API ---> [Source Plugin]  ----->    [Destination Plugin]
                          ----->    [Destination Plugin]
                           gRPC

Sources and destinations are decoupled and communicate via gRPC. This is crucial because this way we can add new destinations and update old destinations without updating source plugins code(which otherwise would introduce an unmaintainable architecture).

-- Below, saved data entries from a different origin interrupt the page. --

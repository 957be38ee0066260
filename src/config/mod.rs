#[cfg(feature = "cli")]
pub mod cli;
pub mod toml_config;

use crate::utils::error::Result;
use crate::utils::validation::{validate_non_empty_string, validate_range, Validate};
use serde::{Deserialize, Serialize};
use toml_config::{FileConfig, MAX_ITERATIONS};

pub const DEFAULT_ITERATIONS: usize = 200;
pub const DEFAULT_MESSAGE: &str = "Hey there!!\n";

/// Resolved settings for one run of the driving loop.
#[derive(Debug, Clone, PartialEq, Eq, Serialize, Deserialize)]
pub struct ScriptConfig {
    pub iterations: usize,
    /// Argument handed to `print_stuff` on every iteration.
    pub message: String,
    /// When set, the holder is renamed through its setter before the getter runs.
    pub rename: Option<String>,
}

impl Default for ScriptConfig {
    fn default() -> Self {
        Self {
            iterations: DEFAULT_ITERATIONS,
            message: DEFAULT_MESSAGE.to_string(),
            rename: None,
        }
    }
}

impl ScriptConfig {
    /// 套用檔案中的 [script] 設定，未設定的欄位保留目前的值
    pub fn with_file(mut self, file: &FileConfig) -> Self {
        if let Some(script) = &file.script {
            if let Some(iterations) = script.iterations {
                self.iterations = iterations;
            }
            if let Some(message) = &script.message {
                self.message = message.clone();
            }
            if script.rename.is_some() {
                self.rename = script.rename.clone();
            }
        }
        self
    }
}

impl Validate for ScriptConfig {
    fn validate(&self) -> Result<()> {
        validate_range("iterations", self.iterations, 0, MAX_ITERATIONS)?;
        if let Some(rename) = &self.rename {
            validate_non_empty_string("rename", rename)?;
        }
        Ok(())
    }
}
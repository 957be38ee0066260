use crate::config::toml_config::FileConfig;
use crate::config::ScriptConfig;
use clap::Parser;
use serde::{Deserialize, Serialize};

#[derive(Debug, Clone, Serialize, Deserialize, Parser)]
#[command(name = "cfunctions")]
#[command(about = "Runs the callback dispatch fixture and prints its output")]
pub struct CliConfig {
    /// Path to TOML configuration file
    #[arg(short, long)]
    pub config: Option<String>,

    /// Number of loop iterations
    #[arg(long)]
    pub iterations: Option<usize>,

    /// Text passed to print_stuff on every iteration
    #[arg(long)]
    pub message: Option<String>,

    /// Rename the holder through its setter before reading it back
    #[arg(long)]
    pub rename: Option<String>,

    #[arg(short, long, help = "Enable verbose output")]
    pub verbose: bool,
}

impl CliConfig {
    /// 合併設定：命令列 > 設定檔 > 預設值
    pub fn resolve(&self, file: &FileConfig) -> ScriptConfig {
        let mut config = ScriptConfig::default().with_file(file);
        if let Some(iterations) = self.iterations {
            config.iterations = iterations;
        }
        if let Some(message) = &self.message {
            config.message = message.clone();
        }
        if self.rename.is_some() {
            config.rename = self.rename.clone();
        }
        config
    }
}
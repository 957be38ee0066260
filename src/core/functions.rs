//! The fixture's free functions, in [`Builtin`](crate::core::registry::Builtin) form.

use crate::core::registry::FunctionRegistry;
use crate::core::session::Session;
use crate::domain::ports::expect_args;
use crate::utils::error::Result;
use std::io::Write;

pub const GREETING: &str = "Dafna!\n";
pub const STILL_ALIVE: &str = "I'm still alive";

/// Writes its single argument verbatim.
pub fn print_stuff<W: Write>(
    _registry: &FunctionRegistry<W>,
    session: &mut Session<W>,
    args: &[String],
) -> Result<Option<String>> {
    expect_args("print_stuff", args, 1)?;
    session.print(&args[0])?;
    Ok(None)
}

pub fn still_working<W: Write>(
    _registry: &FunctionRegistry<W>,
    _session: &mut Session<W>,
    args: &[String],
) -> Result<Option<String>> {
    expect_args("still_working", args, 0)?;
    Ok(Some(STILL_ALIVE.to_string()))
}

/// Stateful greeter. Prints the greeting and `still_working()` on its own
/// line, then bumps the session counter and returns the new count.
pub fn dafna<W: Write>(
    registry: &FunctionRegistry<W>,
    session: &mut Session<W>,
    args: &[String],
) -> Result<Option<String>> {
    expect_args("dafna", args, 0)?;
    session.print(GREETING)?;
    let alive = registry
        .call(session, "still_working", &[])?
        .unwrap_or_default();
    session.print(&alive)?;
    session.print("\n")?;
    let count = session.counter_mut().bump();
    Ok(Some(count.to_string()))
}
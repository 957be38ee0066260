use crate::utils::error::{FixtureError, Result};
use crate::utils::validation::{validate_non_empty_string, validate_range, Validate};
use regex::Regex;
use serde::{Deserialize, Serialize};
use std::path::Path;
use std::sync::LazyLock;

static ENV_VAR_PATTERN: LazyLock<Regex> =
    LazyLock::new(|| Regex::new(r"\$\{([^}]+)\}").expect("env var pattern is valid"));

/// Upper bound on loop iterations accepted from any config source.
pub const MAX_ITERATIONS: usize = 1_000_000;

#[derive(Debug, Clone, Default, Serialize, Deserialize)]
pub struct FileConfig {
    pub script: Option<ScriptSection>,
    pub logging: Option<LoggingSection>,
}

#[derive(Debug, Clone, Default, Serialize, Deserialize)]
pub struct ScriptSection {
    pub iterations: Option<usize>,
    pub message: Option<String>,
    pub rename: Option<String>,
}

#[derive(Debug, Clone, Default, Serialize, Deserialize)]
pub struct LoggingSection {
    pub filter: Option<String>,
    pub json: Option<bool>,
}

impl FileConfig {
    /// 從 TOML 檔案載入配置
    pub fn from_file<P: AsRef<Path>>(path: P) -> Result<Self> {
        let content = std::fs::read_to_string(&path).map_err(|source| {
            FixtureError::ConfigReadError {
                path: path.as_ref().display().to_string(),
                source,
            }
        })?;
        Self::from_toml_str(&content)
    }

    /// 從 TOML 字串解析配置
    pub fn from_toml_str(content: &str) -> Result<Self> {
        let processed_content = Self::substitute_env_vars(content);
        Ok(toml::from_str(&processed_content)?)
    }

    /// 替換環境變數 (例如 ${HOLDER_NAME})，未設定的變數保持原樣
    fn substitute_env_vars(content: &str) -> String {
        ENV_VAR_PATTERN
            .replace_all(content, |caps: &regex::Captures| {
                let var_name = &caps[1];
                std::env::var(var_name).unwrap_or_else(|_| format!("${{{}}}", var_name))
            })
            .into_owned()
    }

    pub fn log_filter(&self) -> Option<&str> {
        self.logging.as_ref()?.filter.as_deref()
    }

    pub fn log_json(&self) -> bool {
        self.logging
            .as_ref()
            .and_then(|logging| logging.json)
            .unwrap_or(false)
    }
}

impl Validate for FileConfig {
    fn validate(&self) -> Result<()> {
        if let Some(script) = &self.script {
            if let Some(iterations) = script.iterations {
                validate_range("script.iterations", iterations, 0, MAX_ITERATIONS)?;
            }
            if let Some(rename) = &script.rename {
                validate_non_empty_string("script.rename", rename)?;
            }
        }
        if let Some(filter) = self.log_filter() {
            validate_non_empty_string("logging.filter", filter)?;
        }
        Ok(())
    }
}

#[cfg(test)]
mod tests {
    use super::*;
    use std::io::Write;
    use tempfile::NamedTempFile;

    #[test]
    fn test_parse_full_config() {
        let toml_content = r#"
[script]
iterations = 3
message = "Hello!\n"
rename = "Noa"

[logging]
filter = "cfunctions=trace"
json = true
"#;

        let config = FileConfig::from_toml_str(toml_content).unwrap();
        let script = config.script.as_ref().unwrap();
        assert_eq!(script.iterations, Some(3));
        assert_eq!(script.message.as_deref(), Some("Hello!\n"));
        assert_eq!(script.rename.as_deref(), Some("Noa"));
        assert_eq!(config.log_filter(), Some("cfunctions=trace"));
        assert!(config.log_json());
        assert!(config.validate().is_ok());
    }

    #[test]
    fn test_empty_config_is_valid() {
        let config = FileConfig::from_toml_str("").unwrap();
        assert!(config.script.is_none());
        assert!(config.log_filter().is_none());
        assert!(!config.log_json());
        assert!(config.validate().is_ok());
    }

    #[test]
    fn test_invalid_values_rejected() {
        let config = FileConfig::from_toml_str("[script]\niterations = 2000000\n").unwrap();
        assert!(matches!(
            config.validate(),
            Err(FixtureError::InvalidConfigValueError { .. })
        ));

        let config = FileConfig::from_toml_str("[script]\nrename = \"  \"\n").unwrap();
        assert!(config.validate().is_err());
    }

    #[test]
    fn test_malformed_toml_is_parse_error() {
        let result = FileConfig::from_toml_str("[script\niterations = ");
        assert!(matches!(result, Err(FixtureError::ConfigParseError(_))));
    }

    #[test]
    fn test_env_var_substitution() {
        std::env::set_var("CFUNCTIONS_TEST_RENAME", "Tamar");
        let config =
            FileConfig::from_toml_str("[script]\nrename = \"${CFUNCTIONS_TEST_RENAME}\"\n")
                .unwrap();
        assert_eq!(
            config.script.unwrap().rename.as_deref(),
            Some("Tamar")
        );

        let config =
            FileConfig::from_toml_str("[script]\nrename = \"${CFUNCTIONS_TEST_UNSET_VAR}\"\n")
                .unwrap();
        assert_eq!(
            config.script.unwrap().rename.as_deref(),
            Some("${CFUNCTIONS_TEST_UNSET_VAR}")
        );
    }

    #[test]
    fn test_from_file() {
        let mut file = NamedTempFile::new().unwrap();
        writeln!(file, "[script]\niterations = 7").unwrap();

        let config = FileConfig::from_file(file.path()).unwrap();
        assert_eq!(config.script.unwrap().iterations, Some(7));
    }

    #[test]
    fn test_missing_file_is_config_read_error() {
        let result = FileConfig::from_file("/definitely/not/here.toml");
        assert!(matches!(
            result,
            Err(FixtureError::ConfigReadError { ref path, .. }) if path == "/definitely/not/here.toml"
        ));
    }
}
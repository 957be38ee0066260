// Domain layer: the holder, the counter and method dispatch. No I/O here.

pub mod model;
pub mod ports;
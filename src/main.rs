use anyhow::Context;
use cfunctions::utils::error::ErrorSeverity;
use cfunctions::utils::{logger, validation::Validate};
use cfunctions::{CliConfig, Driver, FileConfig, FixtureError};
use clap::Parser;
use std::io::{BufWriter, Write};

fn main() -> anyhow::Result<()> {
    let args = CliConfig::parse();

    // 載入設定檔（若有指定）
    let file_config = match &args.config {
        Some(path) => match FileConfig::from_file(path).and_then(|config| {
            config.validate()?;
            Ok(config)
        }) {
            Ok(config) => config,
            Err(e) => {
                eprintln!("❌ Failed to load config file '{}': {}", path, e);
                eprintln!("💡 {}", e.recovery_suggestion());
                std::process::exit(exit_code(&e));
            }
        },
        None => FileConfig::default(),
    };

    // 初始化日誌
    logger::init_cli_logger(args.verbose, file_config.log_filter(), file_config.log_json());

    tracing::info!("Starting cfunctions");
    if args.verbose {
        tracing::debug!("CLI config: {:?}", args);
    }

    let config = args.resolve(&file_config);

    // 驗證配置
    if let Err(e) = config.validate() {
        tracing::error!("❌ Configuration validation failed: {}", e);
        tracing::error!("💡 Suggestion: {}", e.recovery_suggestion());
        eprintln!("❌ {}", e.user_friendly_message());
        std::process::exit(exit_code(&e));
    }

    let stdout = std::io::stdout();
    let mut out = BufWriter::new(stdout.lock());

    match Driver::new(config).run(&mut out) {
        Ok(summary) => {
            tracing::info!(
                "✅ Done: {} iterations, last counter {:?}",
                summary.iterations,
                summary.last_counter
            );
        }
        Err(e) => {
            let code = exit_code(&e);
            if code == 0 {
                // 輸出端提前關閉（例如 `| head`），不算失敗
                tracing::warn!("⚠️ Output closed early: {}", e);
                return Ok(());
            }

            tracing::error!(
                "❌ Run failed: {} (Category: {:?}, Severity: {:?})",
                e,
                e.category(),
                e.severity()
            );
            tracing::error!("💡 Recovery suggestion: {}", e.recovery_suggestion());
            eprintln!("❌ {}", e.user_friendly_message());
            std::process::exit(code);
        }
    }

    out.flush().context("flushing stdout")?;
    Ok(())
}

// 根據錯誤嚴重程度決定退出碼
fn exit_code(e: &FixtureError) -> i32 {
    match e.severity() {
        ErrorSeverity::Low => 0,
        ErrorSeverity::Medium => 2,
        ErrorSeverity::High => 1,
        ErrorSeverity::Critical => 3,
    }
}
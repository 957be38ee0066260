use thiserror::Error;

#[derive(Error, Debug)]
pub enum FixtureError {
    #[error("IO error: {0}")]
    IoError(#[from] std::io::Error),

    #[error("Cannot read config file '{path}': {source}")]
    ConfigReadError {
        path: String,
        source: std::io::Error,
    },

    #[error("Config parse error: {0}")]
    ConfigParseError(#[from] toml::de::Error),

    #[error("Invalid value '{value}' for {field}: {reason}")]
    InvalidConfigValueError {
        field: String,
        value: String,
        reason: String,
    },

    #[error("Call to undefined function {name}()")]
    UnknownFunction { name: String },

    #[error("Call to undefined method {class}::{method}()")]
    UnknownMethod { class: String, method: String },

    #[error("{callable}() expects {expected} argument(s), {got} given")]
    ArityMismatch {
        callable: String,
        expected: usize,
        got: usize,
    },
}

#[derive(Debug, Clone, Copy, PartialEq, Eq)]
pub enum ErrorCategory {
    Configuration,
    Dispatch,
    Output,
}

#[derive(Debug, Clone, Copy, PartialEq, Eq, PartialOrd, Ord)]
pub enum ErrorSeverity {
    Low,
    Medium,
    High,
    Critical,
}

impl FixtureError {
    pub fn category(&self) -> ErrorCategory {
        match self {
            FixtureError::IoError(_) => ErrorCategory::Output,
            FixtureError::ConfigReadError { .. }
            | FixtureError::ConfigParseError(_)
            | FixtureError::InvalidConfigValueError { .. } => ErrorCategory::Configuration,
            FixtureError::UnknownFunction { .. }
            | FixtureError::UnknownMethod { .. }
            | FixtureError::ArityMismatch { .. } => ErrorCategory::Dispatch,
        }
    }

    pub fn severity(&self) -> ErrorSeverity {
        match self {
            // A closed stdout (e.g. piped into `head`) is not worth a loud failure.
            FixtureError::IoError(e) if e.kind() == std::io::ErrorKind::BrokenPipe => {
                ErrorSeverity::Low
            }
            FixtureError::IoError(_) => ErrorSeverity::Critical,
            FixtureError::ConfigReadError { .. }
            | FixtureError::ConfigParseError(_)
            | FixtureError::InvalidConfigValueError { .. } => ErrorSeverity::Medium,
            FixtureError::UnknownFunction { .. }
            | FixtureError::UnknownMethod { .. }
            | FixtureError::ArityMismatch { .. } => ErrorSeverity::High,
        }
    }

    pub fn recovery_suggestion(&self) -> String {
        match self {
            FixtureError::IoError(_) => {
                "Check that standard output is writable and not closed early".to_string()
            }
            FixtureError::ConfigReadError { path, .. } => {
                format!("Make sure '{}' exists and is readable", path)
            }
            FixtureError::ConfigParseError(_) => {
                "Make sure the config file is valid TOML with [script] and [logging] tables"
                    .to_string()
            }
            FixtureError::InvalidConfigValueError { field, .. } => {
                format!("Fix the value of '{}' and run again", field)
            }
            FixtureError::UnknownFunction { name } => {
                format!("Register '{}' in the function registry before calling it", name)
            }
            FixtureError::UnknownMethod { class, .. } => {
                format!("Check the methods exposed by {}", class)
            }
            FixtureError::ArityMismatch { callable, expected, .. } => {
                format!("Call {}() with exactly {} argument(s)", callable, expected)
            }
        }
    }

    pub fn user_friendly_message(&self) -> String {
        match self.category() {
            ErrorCategory::Configuration => format!("Configuration problem: {}", self),
            ErrorCategory::Dispatch => format!("Script error: {}", self),
            ErrorCategory::Output => format!("Could not write output: {}", self),
        }
    }
}

pub type Result<T> = std::result::Result<T, FixtureError>;

#[cfg(test)]
mod tests {
    use super::*;

    #[test]
    fn test_dispatch_errors_are_high_severity() {
        let err = FixtureError::UnknownFunction {
            name: "nope".to_string(),
        };
        assert_eq!(err.category(), ErrorCategory::Dispatch);
        assert_eq!(err.severity(), ErrorSeverity::High);
        assert_eq!(err.to_string(), "Call to undefined function nope()");
    }

    #[test]
    fn test_broken_pipe_is_low_severity() {
        let err = FixtureError::from(std::io::Error::from(std::io::ErrorKind::BrokenPipe));
        assert_eq!(err.severity(), ErrorSeverity::Low);

        let err = FixtureError::from(std::io::Error::from(std::io::ErrorKind::Other));
        assert_eq!(err.severity(), ErrorSeverity::Critical);
    }

    #[test]
    fn test_config_read_error_is_configuration_problem() {
        let err = FixtureError::ConfigReadError {
            path: "/nope.toml".to_string(),
            source: std::io::Error::from(std::io::ErrorKind::NotFound),
        };
        assert_eq!(err.category(), ErrorCategory::Configuration);
        assert_eq!(err.severity(), ErrorSeverity::Medium);
        assert!(err.recovery_suggestion().contains("/nope.toml"));
        assert!(!err.recovery_suggestion().contains("standard output"));
    }

    #[test]
    fn test_user_friendly_message_mentions_field() {
        let err = FixtureError::InvalidConfigValueError {
            field: "iterations".to_string(),
            value: "5000000".to_string(),
            reason: "too many".to_string(),
        };
        assert!(err.user_friendly_message().starts_with("Configuration problem"));
        assert!(err.recovery_suggestion().contains("iterations"));
    }
}
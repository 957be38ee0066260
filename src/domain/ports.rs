use crate::domain::model::NamedHolder;
use crate::utils::error::{FixtureError, Result};

/// Method dispatch by name, the counterpart of a `[object, "method"]` callback.
///
/// Method names resolve case-insensitively. A method with no return value
/// yields `None`.
pub trait Invocable {
    fn class_name(&self) -> &'static str;

    fn invoke_method(&mut self, method: &str, args: &[String]) -> Result<Option<String>>;
}

pub(crate) fn expect_args(callable: &str, args: &[String], expected: usize) -> Result<()> {
    if args.len() != expected {
        return Err(FixtureError::ArityMismatch {
            callable: callable.to_string(),
            expected,
            got: args.len(),
        });
    }
    Ok(())
}

impl Invocable for NamedHolder {
    fn class_name(&self) -> &'static str {
        "NamedHolder"
    }

    fn invoke_method(&mut self, method: &str, args: &[String]) -> Result<Option<String>> {
        match method.to_ascii_lowercase().as_str() {
            "getmyname" => {
                expect_args(method, args, 0)?;
                Ok(Some(self.name().to_string()))
            }
            "setmyname" => {
                expect_args(method, args, 1)?;
                self.set_name(args[0].clone());
                Ok(None)
            }
            _ => Err(FixtureError::UnknownMethod {
                class: self.class_name().to_string(),
                method: method.to_string(),
            }),
        }
    }
}

/// A bound method reference: receiver plus method name.
pub struct MethodRef<'a, T: Invocable> {
    receiver: &'a mut T,
    method: String,
}

impl<'a, T: Invocable> MethodRef<'a, T> {
    pub fn new(receiver: &'a mut T, method: impl Into<String>) -> Self {
        Self {
            receiver,
            method: method.into(),
        }
    }

    pub fn call(&mut self, args: &[String]) -> Result<Option<String>> {
        tracing::trace!("dispatching {}::{}", self.receiver.class_name(), self.method);
        self.receiver.invoke_method(&self.method, args)
    }
}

This is where the type system comes in. Source plugin extracts information from APIs in the most performant way, defines a schema and then transforms the result from the API (JSON or any other format) to a well-defined type system so the destination plugin will be able to easily create the schema for its database and transform the data to the destination type. So to recap, the source plugin sends mainly two things to a destination: 1) schema 2) data that fits the defined schema.

Why Arrow?

Before Arrow, we used our own type system that supported more than 14 types. This served us well, but we started to hit limitations in various use-cases. For example, in database to database replication, we needed to support many more types, including nested types. Also, performance-wise, lots of the time spent in an ELT process is around converting data from one format to another, so we wanted to take a step back and see if we can avoid this famous XKCD (by building yet another format):

XKCD Formats

This is where Arrow comes in. Apache arrow defines a cross language columnar format for flat and hierarchical data, and brings the following advantages:

  1. Cross-language with extensive libraries for different languages - The format (opens in a new tab) is defined in such way that you can parse it in any language and already has extensive support in C/C++, C#, Go, Java, JavaScript, Julia, Matlab, Python, R, Ruby and Rust (at the time of writing). For CloudQuery this is important as it makes it much easier to develop source or destination plugins in different languages.
  2. Performance: Arrow adoption is rising especially in columnar based databases (DuckDB (opens in a new tab), ClickHouse (opens in a new tab), BigQuery (opens in a new tab)) and file formats (Parquet (opens in a new tab)) which makes it easier to write CloudQuery destination or source plugins for databases that already support arrow as well as much more efficient as we remove the need for additional serialization and transformation step. Moreover, just the performance of sending arrow format from source plugin to destination is already more performant and memory efficient, given its “zero-copy” nature and not needing serialization/deserialization.
  3. Rich Data Types: Arrow supports more than 35 types (opens in a new tab) including composite types (i.e. lists, structs and maps of all the available types) and ability to extend the type system with custom types.

Summary

Adopting Apache Arrow as the CloudQuery in-memory type system enables us to gain better performance, data interoperability and developer experience. Some plugins that are going to gain an immediate boost of rich type systems are our db->db replication plugins such as PostgreSQL CDC (opens in a new tab) source plugin (and all database destinations (opens in a new tab)) that are going to get support for all available types including nested ones.

We are excited about this step and joining the growing Arrow community. We already contributed more than 30 (opens in a new tab) upstream pull requests that were quickly reviewed by the Arrow maintainers, thank you!